USB-IDS dataset was developed at (USB) university of Sannio at Benevento Italy in 2021. It is a multilayer dataset in which both network traffic and application-level facets like server-side performance, configuration and defences. This dataset has attacks based on Dos protocol. Data is in the form of comma separated values (csv) files. There is a labelled bi-directional network flows, 84 values per record including label are present. Flows are obtained using CICFlowMeter. In USB-IDS-1 Only attacks are present, it doesnot record bening network traffic profiles over large network. The attacks present in this dataset are Hulk, TCPFlood, Slowloris, Slowhttptest.
AWID3 adds to the applicability of the widely known AWID2 by capturing traces of attacks received at IEEE 802.1X Extensible Authentication Protocol (EAP) systems. A significant contribution to intrusion detection is expected from AWID3. Raw cleartext pcap files for AWID3 are publically available. “254” features, i.e., “253” generic, plus “1” more for labeling, in CSV format were manually taken out. This "AWID3-CSV" dataset adds to the original one given in pcap format. The taken-out features spread across both the MAC and application layers of the recorded pcap files, and are separated based on the corresponding layer.

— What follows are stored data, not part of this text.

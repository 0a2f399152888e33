//! Book store layer

pub mod memory;
pub mod postgres;
pub mod serialized;

use async_trait::async_trait;

use crate::{
    error::{AppError, AppResult},
    models::book::{Book, BookMutation},
};

pub use memory::MemoryBookStore;
pub use postgres::PgBookStore;
pub use serialized::SerializedBookStore;

/// Persistence boundary for books
#[cfg_attr(test, mockall::automock)]
#[async_trait]
pub trait BookStore: Send + Sync {
    /// All books, ordered by id
    async fn find_all(&self) -> AppResult<Vec<Book>>;

    async fn find_by_id(&self, id: i64) -> AppResult<Option<Book>>;

    /// Insert when `book.id` is `None`, otherwise overwrite the row with that id
    async fn save(&self, book: Book) -> AppResult<Book>;

    /// Removing an id that does not exist is not an error
    async fn delete_by_id(&self, id: i64) -> AppResult<()>;

    /// Read a book, apply `mutation`, write it back.
    ///
    /// The default body does no coordination: two concurrent calls on the
    /// same id may both read the same state and the later save wins.
    /// Stores that need atomic updates override this (see [`SerializedBookStore`]).
    async fn modify(&self, id: i64, mutation: BookMutation) -> AppResult<Book> {
        let mut book = self
            .find_by_id(id)
            .await?
            .ok_or_else(|| AppError::NotFound(format!("Book {} not found", id)))?;
        mutation.apply(&mut book)?;
        self.save(book).await
    }
}
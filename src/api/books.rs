//! Book endpoints

use axum::{
    extract::{Path, Query, State},
    http::StatusCode,
    Json,
};

use crate::{
    error::AppResult,
    models::book::{AvailabilityChange, Book, NewBook, UpdateBook},
};

/// List all books
#[utoipa::path(
    get,
    path = "/api/books",
    tag = "books",
    responses(
        (status = 200, description = "All books", body = Vec<Book>)
    )
)]
pub async fn list_books(State(state): State<crate::AppState>) -> AppResult<Json<Vec<Book>>> {
    let books = state.services.books.list().await?;
    Ok(Json(books))
}

/// Get a book by ID
#[utoipa::path(
    get,
    path = "/api/books/{id}",
    tag = "books",
    params(("id" = i64, Path, description = "Book ID")),
    responses(
        (status = 200, description = "Book details", body = Book),
        (status = 404, description = "Book not found")
    )
)]
pub async fn get_book(
    State(state): State<crate::AppState>,
    Path(id): Path<i64>,
) -> AppResult<Json<Book>> {
    let book = state.services.books.get_by_id(id).await?;
    Ok(Json(book))
}

/// Create a book; every copy starts available
#[utoipa::path(
    post,
    path = "/api/books",
    tag = "books",
    request_body = NewBook,
    responses(
        (status = 201, description = "Book created", body = Book),
        (status = 400, description = "Invalid input", body = crate::error::ErrorResponse)
    )
)]
pub async fn create_book(
    State(state): State<crate::AppState>,
    Json(data): Json<NewBook>,
) -> AppResult<(StatusCode, Json<Book>)> {
    let book = state.services.books.create(data).await?;
    Ok((StatusCode::CREATED, Json(book)))
}

/// Replace a book's fields
#[utoipa::path(
    put,
    path = "/api/books/{id}",
    tag = "books",
    params(("id" = i64, Path, description = "Book ID")),
    request_body = UpdateBook,
    responses(
        (status = 200, description = "Book updated", body = Book),
        (status = 400, description = "Invalid input", body = crate::error::ErrorResponse),
        (status = 404, description = "Book not found")
    )
)]
pub async fn update_book(
    State(state): State<crate::AppState>,
    Path(id): Path<i64>,
    Json(data): Json<UpdateBook>,
) -> AppResult<Json<Book>> {
    let book = state.services.books.update(id, data).await?;
    Ok(Json(book))
}

/// Delete a book
#[utoipa::path(
    delete,
    path = "/api/books/{id}",
    tag = "books",
    params(("id" = i64, Path, description = "Book ID")),
    responses(
        (status = 204, description = "Book deleted, or was already absent"),
        (status = 500, description = "Store failure", body = crate::error::ErrorResponse)
    )
)]
pub async fn delete_book(
    State(state): State<crate::AppState>,
    Path(id): Path<i64>,
) -> AppResult<StatusCode> {
    state.services.books.delete(id).await?;
    Ok(StatusCode::NO_CONTENT)
}

/// Adjust available copies (called by the loan service)
#[utoipa::path(
    put,
    path = "/api/books/{id}/available",
    tag = "books",
    params(
        ("id" = i64, Path, description = "Book ID"),
        AvailabilityChange
    ),
    responses(
        (status = 200, description = "Availability updated", body = Book),
        (status = 400, description = "Result would be outside [0, quantity]"),
        (status = 404, description = "Book not found")
    )
)]
pub async fn adjust_available(
    State(state): State<crate::AppState>,
    Path(id): Path<i64>,
    Query(query): Query<AvailabilityChange>,
) -> AppResult<Json<Book>> {
    let book = state.services.books.adjust_available(id, query.change).await?;
    Ok(Json(book))
}
//! Book catalog and availability service

use std::sync::Arc;

use validator::Validate;

use crate::{
    error::{AppError, AppResult},
    models::book::{Book, BookMutation, NewBook, UpdateBook},
    repository::BookStore,
};

#[derive(Clone)]
pub struct BooksService {
    store: Arc<dyn BookStore>,
}

impl BooksService {
    pub fn new(store: Arc<dyn BookStore>) -> Self {
        Self { store }
    }

    pub async fn list(&self) -> AppResult<Vec<Book>> {
        self.store.find_all().await
    }

    pub async fn get_by_id(&self, id: i64) -> AppResult<Book> {
        self.store
            .find_by_id(id)
            .await?
            .ok_or_else(|| AppError::NotFound(format!("Book {} not found", id)))
    }

    /// Create a book with all copies available
    pub async fn create(&self, data: NewBook) -> AppResult<Book> {
        data.validate()?;
        let book = self.store.save(Book::from_new(data)).await?;
        tracing::info!(
            "Created book {:?} '{}' with {} copies",
            book.id,
            book.title,
            book.quantity
        );
        Ok(book)
    }

    /// Replace title, author, isbn and quantity; availability follows the
    /// quantity change and is clamped into `[0, quantity]`.
    pub async fn update(&self, id: i64, data: UpdateBook) -> AppResult<Book> {
        data.validate()?;
        self.store.modify(id, BookMutation::ReplaceFields(data)).await
    }

    /// Apply a loan or return delta to the available copies.
    ///
    /// Fails with `InvalidAdjustment` instead of clamping, so a loan caller
    /// can treat the failure as "no copy available".
    pub async fn adjust_available(&self, id: i64, change: i32) -> AppResult<Book> {
        let book = self
            .store
            .modify(id, BookMutation::AdjustAvailable(change))
            .await?;
        tracing::debug!(
            "Book {} availability {:+} -> {}/{}",
            id,
            change,
            book.available_quantity,
            book.quantity
        );
        Ok(book)
    }

    /// Delete a book. Deleting an unknown id succeeds.
    pub async fn delete(&self, id: i64) -> AppResult<()> {
        self.store.delete_by_id(id).await?;
        tracing::info!("Deleted book {}", id);
        Ok(())
    }
}
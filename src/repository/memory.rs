//! In-process book store, used for local runs and tests

use std::collections::BTreeMap;
use std::sync::{
    atomic::{AtomicI64, Ordering},
    RwLock,
};

use async_trait::async_trait;

use super::BookStore;
use crate::{
    error::{AppError, AppResult},
    models::book::Book,
};

#[derive(Default)]
pub struct MemoryBookStore {
    books: RwLock<BTreeMap<i64, Book>>,
    last_id: AtomicI64,
}

impl MemoryBookStore {
    pub fn new() -> Self {
        Self::default()
    }

    fn poisoned<T>(_: T) -> AppError {
        AppError::Internal("book store lock poisoned".to_string())
    }
}

#[async_trait]
impl BookStore for MemoryBookStore {
    async fn find_all(&self) -> AppResult<Vec<Book>> {
        let books = self.books.read().map_err(Self::poisoned)?;
        Ok(books.values().cloned().collect())
    }

    async fn find_by_id(&self, id: i64) -> AppResult<Option<Book>> {
        let books = self.books.read().map_err(Self::poisoned)?;
        Ok(books.get(&id).cloned())
    }

    async fn save(&self, mut book: Book) -> AppResult<Book> {
        let id = match book.id {
            Some(id) => {
                self.last_id.fetch_max(id, Ordering::SeqCst);
                id
            }
            None => self.last_id.fetch_add(1, Ordering::SeqCst) + 1,
        };
        book.id = Some(id);

        let mut books = self.books.write().map_err(Self::poisoned)?;
        books.insert(id, book.clone());
        Ok(book)
    }

    async fn delete_by_id(&self, id: i64) -> AppResult<()> {
        let mut books = self.books.write().map_err(Self::poisoned)?;
        books.remove(&id);
        Ok(())
    }
}

#[cfg(test)]
mod tests {
    use super::*;
    use crate::models::book::BookMutation;

    fn book(title: &str, quantity: i32) -> Book {
        Book {
            id: None,
            title: title.to_string(),
            author: "Anon".to_string(),
            isbn: "000".to_string(),
            quantity,
            available_quantity: quantity,
        }
    }

    #[tokio::test]
    async fn save_assigns_increasing_ids() {
        let store = MemoryBookStore::new();
        let first = store.save(book("a", 1)).await.unwrap();
        let second = store.save(book("b", 2)).await.unwrap();
        assert_eq!(first.id, Some(1));
        assert_eq!(second.id, Some(2));

        let all = store.find_all().await.unwrap();
        assert_eq!(all, vec![first, second]);
    }

    #[tokio::test]
    async fn save_with_id_overwrites() {
        let store = MemoryBookStore::new();
        let mut saved = store.save(book("a", 1)).await.unwrap();
        saved.title = "renamed".to_string();
        store.save(saved.clone()).await.unwrap();

        assert_eq!(store.find_by_id(1).await.unwrap(), Some(saved));
        assert_eq!(store.find_all().await.unwrap().len(), 1);
    }

    #[tokio::test]
    async fn explicit_ids_are_not_reused() {
        let store = MemoryBookStore::new();
        let mut pinned = book("pinned", 1);
        pinned.id = Some(10);
        store.save(pinned).await.unwrap();

        let next = store.save(book("next", 1)).await.unwrap();
        assert_eq!(next.id, Some(11));
    }

    #[tokio::test]
    async fn delete_missing_is_ok() {
        let store = MemoryBookStore::new();
        tokio_test::assert_ok!(store.delete_by_id(42).await);
    }

    #[tokio::test]
    async fn default_modify_reports_missing_book() {
        let store = MemoryBookStore::new();
        let err = store
            .modify(7, BookMutation::AdjustAvailable(1))
            .await
            .unwrap_err();
        assert!(matches!(err, AppError::NotFound(_)));
        assert!(store.find_all().await.unwrap().is_empty());
    }
}
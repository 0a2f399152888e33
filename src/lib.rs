//! Book catalog service
//!
//! REST JSON API over a catalog of books, tracking how many copies of each
//! book are available for loan.

use std::sync::Arc;

pub mod api;
pub mod config;
pub mod error;
pub mod models;
pub mod repository;
pub mod services;

pub use config::AppConfig;
pub use error::{AppError, AppResult};

/// Application state shared across all handlers
#[derive(Clone)]
pub struct AppState {
    pub services: Arc<services::Services>,
}
//! Server-side domain models and parameter types.
//!
//! This module contains domain models used throughout the service layer, representing
//! business entities and operation parameters. Domain models are converted from entity
//! models at the repository boundary and transformed to DTOs at the controller boundary.

pub mod booking;
pub mod car;
pub mod emergency;
pub mod message;
pub mod negotiation;
pub mod notification;
pub mod preference;
pub mod rating;
pub mod trip;
pub mod user;
//! Server-side API backend and business logic.
//!
//! This module contains the complete backend implementation for the ride-sharing service,
//! including API endpoints, business logic, data access, and background jobs. The backend
//! uses Axum as the web framework and SeaORM for database operations.
//!
//! # Architecture
//!
//! The server follows a layered architecture with clear separation of concerns:
//!
//! - **Controller Layer** (`controller/`) - HTTP request handlers, access control, and DTO conversion
//! - **Service Layer** (`service/`) - Business rules, negotiation workflow, notification fan-out
//! - **Data Layer** (`data/`) - Database operations and entity-to-domain model conversion
//! - **Model Layer** (`model/`) - Domain models and operation-specific parameter types
//! - **Error Layer** (`error/`) - Application error types and HTTP response mapping
//! - **Middleware** (`middleware/`) - Bearer token extraction and authentication guards
//!
//! # Infrastructure
//!
//! - **Configuration** (`config`) - Environment-based application configuration
//! - **State** (`state`) - Shared application state (DB, token service, gateways)
//! - **Startup** (`startup`) - Initialization of database, HTTP client, and gateways
//! - **Router** (`router`) - Route configuration under `/api/v1` and OpenAPI documentation
//! - **Scheduler** (`scheduler/`) - Cron jobs for notification dispatch and offer expiry
//!
//! # Request Flow
//!
//! 1. **Router** receives HTTP request and routes to appropriate controller
//! 2. **Middleware** extracts the bearer token, `AuthGuard` resolves the user
//! 3. **Controller** validates access, converts DTOs to params, calls service
//! 4. **Service** executes business logic inside a transaction and enqueues notifications
//! 5. **Data** queries database, converts entities to domain models
//! 6. **Controller** converts domain model to DTO, returns HTTP response

pub mod config;
pub mod controller;
pub mod data;
pub mod error;
pub mod middleware;
pub mod model;
pub mod router;
pub mod scheduler;
pub mod service;
pub mod startup;
pub mod state;
pub mod util;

The VHS-22 data set contains over “27” million flows, approximately 20 million out of which are regular traffic and approximately 7 million are network attacks. Flows with only one packet were identified in both of these groups and were referred as zero-duration flows. They are responsible for total traffic of “45%” and total attacks of “83% (mainly DoS-related). It was discovered that UDP protocol was used in “62%” of flows, whereas others use TCP. In Zero-duration flows there are ”66%” of UDP protocol flows & 38% of TCP protocol flows. Flows longer than 160 seconds are also included in the dataset. The length of majority of flows are less than “200k” packets, but the length of longest flow is nearly “11.7M” packets. According to the distribution of attacks, “5.8%” Botnet & “93.9%” DoS related attacks cause the greatest no. of network flows labelled as attacks. Whereas remaining attack related traffic are “0.15%” Malware, “0.05%” web attacks & “0.8% brute force attacks.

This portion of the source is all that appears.